Lisa had been thinking of writing about the one-child policy and adoption for a long time, and now yet another coincidence occurred. She'd been on a promotional event for her previous book, China Dolls, and the group that had sponsored her speaking engagement had brought in a tea-master who conducted what she describes as a messy ceremony. But realizing that tea is the second most popular drink in the world, after water, she began her research, which lead her to discover that Yunnan province, China, still has original Pu'er tea plantations.
Lisa compared the quality of teas to that of wines, ranging in quality from "Two Buck Chuck" to fine teas can fetch as much at auction as certain rare vintages of Chateau Margaux. In fact, when Hong Kong reverted back to China, some people sold their valuable collections of Pu'er to finance their immigration to the States. One cake of tea sold for $150,000. She mentioned the Tea Horse Road, sometimes known as the Southern Silk Road, that extends from Yunnan to Tibet. The route earned the name Tea-Horse Road because of the common trade of Tibetan ponies for Chinese tea.

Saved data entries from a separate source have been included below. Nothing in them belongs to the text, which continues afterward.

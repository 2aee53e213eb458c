use crate::error::SearchError;
use std::future::Future;
use std::time::Duration;
use tokio::time::Instant;

pub const DEFAULT_COLLABORATOR_TIMEOUT: Duration = Duration::from_millis(9_000);

/// Instant after which a collaborator call is abandoned.
#[derive(Debug, Clone, Copy, PartialEq, Eq)]
pub struct Deadline {
    at: Instant,
}

impl Deadline {
    pub fn after(timeout: Duration) -> Self {
        Self {
            at: Instant::now() + timeout,
        }
    }

    pub fn at(at: Instant) -> Self {
        Self { at }
    }

    pub fn instant(&self) -> Instant {
        self.at
    }

    pub fn remaining(&self) -> Duration {
        self.at.saturating_duration_since(Instant::now())
    }

    pub fn is_expired(&self) -> bool {
        self.remaining().is_zero()
    }

    /// Runs `future` until the deadline, mapping expiry to `DeadlineExceeded`.
    pub async fn run<F, T>(&self, collaborator: &str, future: F) -> Result<T, SearchError>
    where
        F: Future<Output = Result<T, SearchError>>,
    {
        tokio::time::timeout_at(self.at, future)
            .await
            .map_err(|_| SearchError::DeadlineExceeded {
                collaborator: collaborator.to_string(),
            })?
    }
}

impl Default for Deadline {
    fn default() -> Self {
        Self::after(DEFAULT_COLLABORATOR_TIMEOUT)
    }
}

#[cfg(test)]
mod tests {
    use super::*;

    #[tokio::test]
    async fn slow_future_is_cut_at_the_deadline() {
        let deadline = Deadline::after(Duration::from_millis(20));
        let result = deadline
            .run("slow", async {
                tokio::time::sleep(Duration::from_secs(5)).await;
                Ok::<_, SearchError>(1)
            })
            .await;

        assert!(matches!(
            result,
            Err(SearchError::DeadlineExceeded { collaborator }) if collaborator == "slow"
        ));
        assert!(deadline.is_expired());
    }

    #[tokio::test]
    async fn fast_future_passes_its_own_result_through() {
        let deadline = Deadline::after(Duration::from_secs(5));
        let result = deadline.run("fast", async { Ok::<_, SearchError>(7) }).await;
        assert_eq!(result.ok(), Some(7));
        assert!(!deadline.is_expired());
    }
}
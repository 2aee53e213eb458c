use crate::models::{Product, ScoringOptions, SearchResult, SearchType};
use std::collections::HashSet;

/// Weight of a term found in the name or the special ingredient.
pub const NAME_MATCH_WEIGHT: f64 = 2.0;
/// Weight of a term found anywhere else.
pub const BODY_MATCH_WEIGHT: f64 = 1.0;
/// `1 + log10(1 + popularity) / POPULARITY_BOOST_DIVISOR` multiplies boosted scores.
pub const POPULARITY_BOOST_DIVISOR: f64 = 10.0;

/// Weighted match count of `terms` against one product, before normalization.
/// The second value is how many terms contributed.
///
/// A term found only inside a longer term that matched an equal or better
/// field adds nothing, so `"dark"` next to `"dark roasted"` counts once.
/// The category label is not scored.
pub fn raw_match_score(product: &Product, lowered_terms: &[String]) -> (f64, usize) {
    let name = product.name.to_lowercase();
    let special = product.special_ingredient.to_lowercase();
    let body = [
        product.ingredients.to_lowercase(),
        product.description.to_lowercase(),
        product.roast_label().unwrap_or_default().to_lowercase(),
    ];

    let weights: Vec<f64> = lowered_terms
        .iter()
        .map(|term| {
            if name.contains(term.as_str()) || special.contains(term.as_str()) {
                NAME_MATCH_WEIGHT
            } else if body.iter().any(|field| field.contains(term.as_str())) {
                BODY_MATCH_WEIGHT
            } else {
                0.0
            }
        })
        .collect();

    let covered = |term: &str, weight: f64| {
        lowered_terms
            .iter()
            .zip(&weights)
            .any(|(longer, &longer_weight)| {
                longer.len() > term.len() && longer_weight >= weight && longer.contains(term)
            })
    };

    lowered_terms
        .iter()
        .zip(&weights)
        .filter(|(term, weight)| **weight > 0.0 && !covered(term.as_str(), **weight))
        .fold((0.0, 0), |(score, matched), (_, weight)| (score + weight, matched + 1))
}

pub fn popularity_boost(popularity: f64) -> f64 {
    1.0 + (1.0 + popularity.max(0.0)).log10() / POPULARITY_BOOST_DIVISOR
}

pub fn score_products<'a>(
    catalog: &'a [Product],
    terms: &[String],
    search_type: SearchType,
    original_query: &str,
    options: &ScoringOptions,
) -> SearchResult<'a> {
    let candidates: Vec<&'a Product> = catalog.iter().collect();
    score_candidates(&candidates, terms, search_type, original_query, options)
}

/// Same as [`score_products`] over an already narrowed candidate list.
pub fn score_candidates<'a>(
    candidates: &[&'a Product],
    terms: &[String],
    search_type: SearchType,
    original_query: &str,
    options: &ScoringOptions,
) -> SearchResult<'a> {
    let mut result = SearchResult::empty(search_type, original_query);
    result.metadata.processed_terms = terms.to_vec();

    let mut seen = HashSet::new();
    let lowered_terms: Vec<String> = terms
        .iter()
        .map(|term| term.trim().to_lowercase())
        .filter(|term| !term.is_empty() && seen.insert(term.clone()))
        .collect();
    if lowered_terms.is_empty() {
        return result;
    }

    let max_score = NAME_MATCH_WEIGHT * lowered_terms.len() as f64;
    let mut scored: Vec<(&'a Product, f64, f64)> = candidates
        .iter()
        .filter_map(|product| {
            let (raw, matched) = raw_match_score(product, &lowered_terms);
            if matched == 0 {
                return None;
            }

            let popularity = product.popularity();
            let mut score = (raw / max_score).min(1.0);
            if options.boost_popular {
                score *= popularity_boost(popularity);
            }

            (score >= options.min_relevance_score).then_some((*product, score, popularity))
        })
        .collect();

    scored.sort_by(|left, right| {
        right
            .1
            .total_cmp(&left.1)
            .then_with(|| right.2.total_cmp(&left.2))
    });

    result.metadata.total_matches = scored.len();
    scored.truncate(options.max_results);

    for (product, score, _) in scored {
        result.scores.insert(product.id.clone(), score);
        result.products.push(product);
    }

    result
}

During her research into issues of identity, as it relates to adoption, Lisa interviewed dozens of young adoptees. She'd heard of the "grateful but angry" adoptee, but what she found was more "grateful but sad." Many of the young women said they knew they were precious to their adoptive families, but believed they had not been precious enough for their birth parents to keep.

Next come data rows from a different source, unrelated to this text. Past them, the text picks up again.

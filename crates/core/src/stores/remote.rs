use crate::models::{Product, SearchMetadata, SearchRequest, SearchResult};
use crate::traits::ProductSearcher;
use crate::SearchError;
use async_trait::async_trait;
use reqwest::Client;
use serde_json::{json, Value};
use std::collections::HashMap;
use std::sync::Arc;
use tracing::warn;
use url::Url;

const BACKEND: &str = "remote-search";

pub struct HttpRemoteSearcher {
    client: Arc<Client>,
    endpoint: Url,
    api_key: Option<String>,
}

impl HttpRemoteSearcher {
    pub fn new(endpoint: &str, api_key: Option<String>) -> Result<Self, SearchError> {
        Ok(Self {
            client: Arc::new(Client::new()),
            endpoint: Url::parse(endpoint)?,
            api_key: api_key.filter(|key| !key.trim().is_empty()),
        })
    }

    pub fn endpoint(&self) -> &Url {
        &self.endpoint
    }
}

#[async_trait]
impl ProductSearcher for HttpRemoteSearcher {
    async fn search<'a>(
        &self,
        catalog: &'a [Product],
        request: &SearchRequest,
    ) -> Result<SearchResult<'a>, SearchError> {
        let body = request_body(request);

        let mut call = self.client.post(self.endpoint.clone()).json(&body);
        if let Some(api_key) = &self.api_key {
            call = call.bearer_auth(api_key);
        }

        let response = call.send().await?;
        if !response.status().is_success() {
            return Err(SearchError::BackendResponse {
                backend: BACKEND.to_string(),
                details: response.status().to_string(),
            });
        }

        let payload: Value = response.json().await?;
        resolve_response(catalog, request, &payload)
    }
}

pub(crate) fn request_body(request: &SearchRequest) -> Value {
    json!({
        "query": request.query.original_query(),
        "terms": request.query.terms(),
        "modality": request.query.search_type(),
        "options": request.options,
    })
}

/// Maps a `{products, metadata, scores}` payload back onto catalog entries.
pub(crate) fn resolve_response<'a>(
    catalog: &'a [Product],
    request: &SearchRequest,
    payload: &Value,
) -> Result<SearchResult<'a>, SearchError> {
    let listed = payload
        .pointer("/products")
        .and_then(Value::as_array)
        .ok_or_else(|| SearchError::BackendResponse {
            backend: BACKEND.to_string(),
            details: "response has no products array".to_string(),
        })?;

    let by_id: HashMap<&str, &'a Product> = catalog
        .iter()
        .map(|product| (product.id.as_str(), product))
        .collect();

    let remote_scores = payload
        .pointer("/scores")
        .and_then(Value::as_object)
        .cloned()
        .unwrap_or_default();

    let mut products = Vec::new();
    let mut scores = HashMap::new();
    for raw in listed {
        let id = raw
            .pointer("/id")
            .and_then(Value::as_str)
            .or_else(|| raw.as_str())
            .unwrap_or_default();

        let Some(product) = by_id.get(id) else {
            warn!(product_id = id, "remote search returned a product outside the catalog");
            continue;
        };

        if let Some(score) = remote_scores.get(id).and_then(Value::as_f64) {
            scores.insert(product.id.clone(), score);
        }
        products.push(*product);
    }

    let metadata = match payload.pointer("/metadata") {
        Some(raw) if !raw.is_null() => serde_json::from_value::<SearchMetadata>(raw.clone())?,
        _ => SearchMetadata {
            search_type: request.query.search_type(),
            original_query: request.query.original_query(),
            processed_terms: request.query.terms(),
            total_matches: products.len(),
        },
    };

    Ok(SearchResult {
        products,
        scores,
        metadata,
    })
}

#[cfg(test)]
mod tests {
    use super::*;
    use crate::models::fixtures::storefront;
    use crate::models::{SearchQuery, SearchType};

    #[test]
    fn request_body_carries_terms_modality_and_options() {
        let request = SearchRequest::new(SearchQuery::voice("dark roast"));
        let body = request_body(&request);

        assert_eq!(body["query"], "dark roast");
        assert_eq!(body["modality"], "voice");
        assert_eq!(body["options"]["maxResults"], 20);
        let terms = body["terms"].as_array().expect("terms should be an array");
        assert!(terms.iter().any(|term| term == "Dark Roasted"));
    }

    #[test]
    fn response_resolves_ids_and_drops_unknown_products() {
        let catalog = storefront();
        let request = SearchRequest::new(SearchQuery::voice("beans"));
        let payload = json!({
            "products": [{"id": "C", "name": "Dark Roast Beans"}, {"id": "ghost"}, "A"],
            "scores": {"C": 0.9, "A": 0.4, "ghost": 1.0},
            "metadata": {
                "searchType": "voice",
                "originalQuery": "beans",
                "processedTerms": ["beans", "Bean"],
                "totalMatches": 3
            }
        });

        let result =
            resolve_response(&catalog, &request, &payload).expect("payload should resolve");
        assert_eq!(result.product_ids(), vec!["C", "A"]);
        assert_eq!(result.score_of("C"), Some(0.9));
        assert_eq!(result.score_of("ghost"), None);
        assert_eq!(result.metadata.total_matches, 3);
        assert!(std::ptr::eq(result.products[0], &catalog[2]));
    }

    #[test]
    fn missing_metadata_is_synthesized_from_the_request() {
        let catalog = storefront();
        let request = SearchRequest::new(SearchQuery::text("latte"));
        let payload = json!({"products": [], "scores": {}});

        let result =
            resolve_response(&catalog, &request, &payload).expect("payload should resolve");
        assert_eq!(result.metadata.search_type, SearchType::Text);
        assert_eq!(result.metadata.processed_terms, vec!["latte"]);
        assert_eq!(result.metadata.total_matches, 0);
    }

    #[test]
    fn payload_without_products_is_a_backend_error() {
        let catalog = storefront();
        let request = SearchRequest::new(SearchQuery::text("latte"));
        let result = resolve_response(&catalog, &request, &json!({"error": "quota"}));
        assert!(matches!(result, Err(SearchError::BackendResponse { .. })));
    }

    #[test]
    fn invalid_endpoint_is_rejected() {
        assert!(matches!(
            HttpRemoteSearcher::new("not a url", None),
            Err(SearchError::Url(_))
        ));
    }
}
use crate::deadline::Deadline;
use crate::error::{SearchError, StoreError};
use crate::models::{
    ImageAnalysisResponse, ImageInput, Product, SearchRequest, SearchResult, TranscriptionResponse,
};
use async_trait::async_trait;

#[async_trait]
pub trait ImageAnalyzer {
    async fn analyze(
        &self,
        image: &ImageInput,
        deadline: Deadline,
    ) -> Result<ImageAnalysisResponse, SearchError>;
}

#[async_trait]
pub trait VoiceTranscriber {
    async fn transcribe(
        &self,
        locale: &str,
        deadline: Deadline,
    ) -> Result<TranscriptionResponse, SearchError>;
}

/// Implemented by both the in-process scorer and remote search backends, so
/// either can stand in for the other.
#[async_trait]
pub trait ProductSearcher {
    async fn search<'a>(
        &self,
        catalog: &'a [Product],
        request: &SearchRequest,
    ) -> Result<SearchResult<'a>, SearchError>;
}

pub trait BlobStore: Send + Sync {
    fn get(&self, key: &str) -> Result<Option<String>, StoreError>;

    fn set(&self, key: &str, value: &str) -> Result<(), StoreError>;

    fn remove(&self, key: &str) -> Result<(), StoreError>;
}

"This is my deepest mother/daughter story yet," Lisa added. Her previous novels, Snow Flower and the Secret Fan and Peony in Love, deal with how mothers look at children. This novel focuses more on daughters' views of mothers.
One further coincidence...just as she was finishing the novel, Carolyn See, Lisa's novelist and literary critic mother, was diagnosed with cancer. She'd died just ten days later.
I'd been a dedicated fan of Lisa's since I first met both her and her mother in 1979 when she helped Carolyn put on the first of a marvelous series of symposiums of Southern California writers at Loyola Marymount. Those were the days even before the debut of the popular Monica Highland novels, on which Lisa collaborated with Carolyn and Carolyn's longtime partner, UCLA professor John Espey. (The inspiration for the trio's pen name had been the intersection of Highland Ave. and Santa Monica Blvd.)
I'd been on a European river cruise last July, so hadn't heard about Carolyn's death until a few weeks before this April event at the Danish Lutheran Church in Yorba Linda. I wanted to tell Lisa how much I'd valued her mother.
Lisa signed my copy, "A Story of Mother Love."
A final note. Lisa's next novel will not be connected to China. Rather it will focus on the haenyeo, the women seafood divers of the coastal Jeju province of South Korea. Some of these divers are still working at their trade, even in their seventies. The gender reversal roles in this matriarchal society will play a central theme.